_Instructions to follow_. Within the data that follows, set down exactly the lines from the one containing "use super::*;" through the one containing "let abc = ab.rotate_left(1) ^ c;", both ends included.

_Records supplied_.

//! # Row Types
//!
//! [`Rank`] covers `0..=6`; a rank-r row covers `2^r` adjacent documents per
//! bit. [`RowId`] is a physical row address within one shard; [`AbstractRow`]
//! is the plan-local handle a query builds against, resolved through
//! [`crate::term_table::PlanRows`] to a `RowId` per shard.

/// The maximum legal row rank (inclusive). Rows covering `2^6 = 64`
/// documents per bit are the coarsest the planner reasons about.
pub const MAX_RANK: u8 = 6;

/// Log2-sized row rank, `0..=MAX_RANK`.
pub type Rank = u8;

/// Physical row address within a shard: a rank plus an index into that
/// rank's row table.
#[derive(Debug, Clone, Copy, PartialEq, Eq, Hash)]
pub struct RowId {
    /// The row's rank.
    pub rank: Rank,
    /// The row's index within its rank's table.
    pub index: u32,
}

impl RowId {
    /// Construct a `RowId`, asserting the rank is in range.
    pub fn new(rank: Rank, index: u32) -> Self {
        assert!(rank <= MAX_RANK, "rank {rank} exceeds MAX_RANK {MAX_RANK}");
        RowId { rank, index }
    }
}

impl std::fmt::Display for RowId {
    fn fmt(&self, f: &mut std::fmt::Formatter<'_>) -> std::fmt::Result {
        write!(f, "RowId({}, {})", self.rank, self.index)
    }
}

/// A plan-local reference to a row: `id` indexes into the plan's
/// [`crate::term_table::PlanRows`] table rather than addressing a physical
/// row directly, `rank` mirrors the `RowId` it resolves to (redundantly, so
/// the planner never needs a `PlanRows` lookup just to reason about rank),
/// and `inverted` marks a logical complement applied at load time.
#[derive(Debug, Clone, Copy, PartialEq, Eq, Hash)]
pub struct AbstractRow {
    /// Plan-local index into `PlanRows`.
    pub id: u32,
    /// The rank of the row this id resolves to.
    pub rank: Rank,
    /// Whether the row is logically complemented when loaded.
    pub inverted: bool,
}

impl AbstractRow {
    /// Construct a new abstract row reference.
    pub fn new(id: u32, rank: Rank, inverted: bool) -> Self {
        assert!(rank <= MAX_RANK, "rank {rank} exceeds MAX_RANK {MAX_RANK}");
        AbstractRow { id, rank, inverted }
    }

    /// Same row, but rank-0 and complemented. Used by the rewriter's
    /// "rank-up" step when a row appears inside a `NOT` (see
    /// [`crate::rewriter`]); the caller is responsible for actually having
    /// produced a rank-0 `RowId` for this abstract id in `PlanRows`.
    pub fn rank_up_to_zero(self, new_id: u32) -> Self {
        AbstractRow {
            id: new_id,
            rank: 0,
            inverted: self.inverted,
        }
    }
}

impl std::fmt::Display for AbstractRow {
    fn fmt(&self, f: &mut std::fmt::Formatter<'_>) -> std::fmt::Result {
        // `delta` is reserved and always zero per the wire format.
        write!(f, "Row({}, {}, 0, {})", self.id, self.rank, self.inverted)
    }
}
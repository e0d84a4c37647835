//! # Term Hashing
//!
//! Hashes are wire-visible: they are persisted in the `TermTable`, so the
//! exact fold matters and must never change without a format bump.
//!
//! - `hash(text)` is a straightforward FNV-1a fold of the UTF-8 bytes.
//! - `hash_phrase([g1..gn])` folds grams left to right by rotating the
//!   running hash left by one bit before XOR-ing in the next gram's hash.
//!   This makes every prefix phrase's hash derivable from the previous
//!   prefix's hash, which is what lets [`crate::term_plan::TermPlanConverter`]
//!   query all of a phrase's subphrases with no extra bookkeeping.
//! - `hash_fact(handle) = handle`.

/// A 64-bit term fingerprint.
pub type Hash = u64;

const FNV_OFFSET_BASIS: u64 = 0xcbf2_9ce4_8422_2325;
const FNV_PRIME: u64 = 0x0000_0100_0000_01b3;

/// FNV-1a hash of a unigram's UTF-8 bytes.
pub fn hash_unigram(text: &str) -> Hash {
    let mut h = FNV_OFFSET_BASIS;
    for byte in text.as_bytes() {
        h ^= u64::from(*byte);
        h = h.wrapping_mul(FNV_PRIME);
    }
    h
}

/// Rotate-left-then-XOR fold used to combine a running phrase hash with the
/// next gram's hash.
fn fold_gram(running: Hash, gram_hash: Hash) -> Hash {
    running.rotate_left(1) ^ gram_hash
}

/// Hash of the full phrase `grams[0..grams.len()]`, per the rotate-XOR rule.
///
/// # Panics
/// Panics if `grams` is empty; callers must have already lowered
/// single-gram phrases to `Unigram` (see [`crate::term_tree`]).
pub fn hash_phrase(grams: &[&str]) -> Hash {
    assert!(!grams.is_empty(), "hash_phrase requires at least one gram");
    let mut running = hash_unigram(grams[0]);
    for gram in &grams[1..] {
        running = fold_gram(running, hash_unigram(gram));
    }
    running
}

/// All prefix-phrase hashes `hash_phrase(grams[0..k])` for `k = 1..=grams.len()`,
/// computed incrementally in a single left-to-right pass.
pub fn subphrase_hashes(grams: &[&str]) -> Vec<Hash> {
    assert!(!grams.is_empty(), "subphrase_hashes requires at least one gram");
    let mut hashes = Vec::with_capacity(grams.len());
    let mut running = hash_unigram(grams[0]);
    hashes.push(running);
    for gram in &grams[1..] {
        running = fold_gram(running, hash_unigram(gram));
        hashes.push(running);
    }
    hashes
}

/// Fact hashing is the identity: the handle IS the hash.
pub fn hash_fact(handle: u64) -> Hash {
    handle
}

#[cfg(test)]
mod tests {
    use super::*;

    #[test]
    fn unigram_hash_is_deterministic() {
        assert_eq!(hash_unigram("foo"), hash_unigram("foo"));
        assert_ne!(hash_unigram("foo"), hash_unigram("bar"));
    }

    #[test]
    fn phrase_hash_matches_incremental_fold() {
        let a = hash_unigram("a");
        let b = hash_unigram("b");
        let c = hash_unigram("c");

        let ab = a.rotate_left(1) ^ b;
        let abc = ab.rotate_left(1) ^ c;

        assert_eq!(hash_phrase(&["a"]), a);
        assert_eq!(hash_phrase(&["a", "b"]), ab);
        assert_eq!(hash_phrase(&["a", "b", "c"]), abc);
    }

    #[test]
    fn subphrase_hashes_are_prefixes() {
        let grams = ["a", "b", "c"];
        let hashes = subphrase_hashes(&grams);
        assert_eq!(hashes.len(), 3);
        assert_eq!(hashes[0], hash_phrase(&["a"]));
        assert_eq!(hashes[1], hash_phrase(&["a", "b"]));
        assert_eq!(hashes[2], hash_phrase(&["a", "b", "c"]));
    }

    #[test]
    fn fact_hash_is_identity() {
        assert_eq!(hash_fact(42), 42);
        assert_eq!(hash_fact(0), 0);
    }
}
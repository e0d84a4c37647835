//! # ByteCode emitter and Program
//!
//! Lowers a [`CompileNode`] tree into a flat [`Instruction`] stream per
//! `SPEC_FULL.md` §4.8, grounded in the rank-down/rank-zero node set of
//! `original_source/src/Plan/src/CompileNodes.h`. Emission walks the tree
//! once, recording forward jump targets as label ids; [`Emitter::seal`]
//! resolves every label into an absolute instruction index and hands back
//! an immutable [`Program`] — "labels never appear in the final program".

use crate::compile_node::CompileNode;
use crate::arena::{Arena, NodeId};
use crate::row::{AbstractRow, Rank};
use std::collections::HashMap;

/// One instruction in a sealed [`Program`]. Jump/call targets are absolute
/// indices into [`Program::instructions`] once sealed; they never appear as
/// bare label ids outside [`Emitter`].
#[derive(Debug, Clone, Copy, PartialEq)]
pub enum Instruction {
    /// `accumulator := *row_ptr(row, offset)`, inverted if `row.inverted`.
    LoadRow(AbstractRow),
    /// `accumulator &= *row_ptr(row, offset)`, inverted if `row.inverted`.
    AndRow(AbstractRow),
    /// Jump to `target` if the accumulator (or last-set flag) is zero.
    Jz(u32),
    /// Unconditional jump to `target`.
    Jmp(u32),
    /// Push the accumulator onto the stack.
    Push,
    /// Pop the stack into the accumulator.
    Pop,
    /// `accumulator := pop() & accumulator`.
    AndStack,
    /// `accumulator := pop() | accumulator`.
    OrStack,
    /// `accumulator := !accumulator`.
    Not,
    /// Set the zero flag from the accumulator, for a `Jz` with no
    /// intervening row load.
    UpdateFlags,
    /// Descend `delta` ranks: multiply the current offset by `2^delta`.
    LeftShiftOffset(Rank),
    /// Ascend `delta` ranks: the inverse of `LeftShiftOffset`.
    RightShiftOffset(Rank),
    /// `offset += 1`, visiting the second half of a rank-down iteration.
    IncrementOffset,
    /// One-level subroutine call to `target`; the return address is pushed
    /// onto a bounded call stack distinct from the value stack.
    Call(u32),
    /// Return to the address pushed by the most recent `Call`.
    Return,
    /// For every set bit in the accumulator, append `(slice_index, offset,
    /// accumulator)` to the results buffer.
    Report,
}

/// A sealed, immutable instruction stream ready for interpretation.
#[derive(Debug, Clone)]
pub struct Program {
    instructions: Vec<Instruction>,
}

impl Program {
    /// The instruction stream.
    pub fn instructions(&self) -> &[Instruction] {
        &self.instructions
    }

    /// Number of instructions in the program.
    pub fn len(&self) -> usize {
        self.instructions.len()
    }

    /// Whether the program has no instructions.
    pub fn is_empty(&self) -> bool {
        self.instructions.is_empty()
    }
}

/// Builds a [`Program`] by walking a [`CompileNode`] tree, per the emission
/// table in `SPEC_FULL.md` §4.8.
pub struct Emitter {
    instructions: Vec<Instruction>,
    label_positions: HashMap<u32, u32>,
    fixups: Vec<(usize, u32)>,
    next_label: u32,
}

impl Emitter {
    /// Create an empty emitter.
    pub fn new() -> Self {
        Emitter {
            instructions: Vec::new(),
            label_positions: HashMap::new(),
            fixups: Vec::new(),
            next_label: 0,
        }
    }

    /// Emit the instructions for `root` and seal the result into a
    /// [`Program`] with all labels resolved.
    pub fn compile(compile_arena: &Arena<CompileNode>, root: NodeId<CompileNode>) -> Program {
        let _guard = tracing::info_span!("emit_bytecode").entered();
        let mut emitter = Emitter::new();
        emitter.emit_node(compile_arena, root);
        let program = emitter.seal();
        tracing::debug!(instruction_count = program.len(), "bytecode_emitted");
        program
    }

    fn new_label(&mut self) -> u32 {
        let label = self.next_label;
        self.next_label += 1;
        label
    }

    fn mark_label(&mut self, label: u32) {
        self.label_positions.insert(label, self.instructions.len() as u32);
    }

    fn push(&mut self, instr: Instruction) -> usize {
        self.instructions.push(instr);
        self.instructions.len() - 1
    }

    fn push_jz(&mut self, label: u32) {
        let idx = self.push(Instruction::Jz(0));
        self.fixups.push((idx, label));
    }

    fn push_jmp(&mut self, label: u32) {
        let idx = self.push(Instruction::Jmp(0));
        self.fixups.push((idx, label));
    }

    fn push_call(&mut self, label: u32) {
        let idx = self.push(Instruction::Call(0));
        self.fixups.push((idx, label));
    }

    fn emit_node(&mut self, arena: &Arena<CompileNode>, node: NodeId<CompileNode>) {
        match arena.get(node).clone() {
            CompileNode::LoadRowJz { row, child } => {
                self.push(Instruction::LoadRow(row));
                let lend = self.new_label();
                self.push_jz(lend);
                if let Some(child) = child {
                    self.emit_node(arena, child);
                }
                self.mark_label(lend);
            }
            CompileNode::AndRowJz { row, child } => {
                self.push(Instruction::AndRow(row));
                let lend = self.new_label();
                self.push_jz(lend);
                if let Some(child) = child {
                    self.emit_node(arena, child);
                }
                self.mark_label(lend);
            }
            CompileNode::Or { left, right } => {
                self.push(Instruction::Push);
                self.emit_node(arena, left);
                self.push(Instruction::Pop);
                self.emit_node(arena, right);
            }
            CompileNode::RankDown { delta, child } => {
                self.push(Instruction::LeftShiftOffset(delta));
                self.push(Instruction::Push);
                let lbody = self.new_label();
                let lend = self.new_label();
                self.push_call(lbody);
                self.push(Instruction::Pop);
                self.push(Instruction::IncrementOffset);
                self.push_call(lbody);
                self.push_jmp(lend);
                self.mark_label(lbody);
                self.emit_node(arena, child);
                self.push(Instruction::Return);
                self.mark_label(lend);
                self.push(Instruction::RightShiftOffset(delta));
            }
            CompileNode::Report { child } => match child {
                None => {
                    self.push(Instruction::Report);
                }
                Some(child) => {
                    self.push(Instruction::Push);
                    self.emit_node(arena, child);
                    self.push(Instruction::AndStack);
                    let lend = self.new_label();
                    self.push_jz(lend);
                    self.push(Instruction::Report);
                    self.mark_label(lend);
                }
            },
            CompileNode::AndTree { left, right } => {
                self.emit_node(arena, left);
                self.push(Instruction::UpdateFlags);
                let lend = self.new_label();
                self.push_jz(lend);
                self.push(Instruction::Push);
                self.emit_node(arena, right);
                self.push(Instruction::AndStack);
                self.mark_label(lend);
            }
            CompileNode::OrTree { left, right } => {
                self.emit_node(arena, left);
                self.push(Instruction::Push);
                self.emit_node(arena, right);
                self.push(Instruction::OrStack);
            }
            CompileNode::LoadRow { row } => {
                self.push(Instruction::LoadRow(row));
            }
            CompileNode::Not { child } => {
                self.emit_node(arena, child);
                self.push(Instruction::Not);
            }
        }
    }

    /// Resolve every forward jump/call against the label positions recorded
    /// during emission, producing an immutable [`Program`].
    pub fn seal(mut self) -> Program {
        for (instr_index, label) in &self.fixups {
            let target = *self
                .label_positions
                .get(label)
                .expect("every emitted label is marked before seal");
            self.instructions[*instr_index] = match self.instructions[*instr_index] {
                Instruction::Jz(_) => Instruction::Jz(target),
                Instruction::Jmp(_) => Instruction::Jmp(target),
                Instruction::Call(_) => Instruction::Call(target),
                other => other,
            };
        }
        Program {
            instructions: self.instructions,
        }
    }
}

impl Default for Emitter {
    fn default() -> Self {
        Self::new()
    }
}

_Solved exercise_.
    use super::*;

    #[test]
    fn unigram_hash_is_deterministic() {
        assert_eq!(hash_unigram("foo"), hash_unigram("foo"));
        assert_ne!(hash_unigram("foo"), hash_unigram("bar"));
    }

    #[test]
    fn phrase_hash_matches_incremental_fold() {
        let a = hash_unigram("a");
        let b = hash_unigram("b");
        let c = hash_unigram("c");

        let ab = a.rotate_left(1) ^ b;
        let abc = ab.rotate_left(1) ^ c;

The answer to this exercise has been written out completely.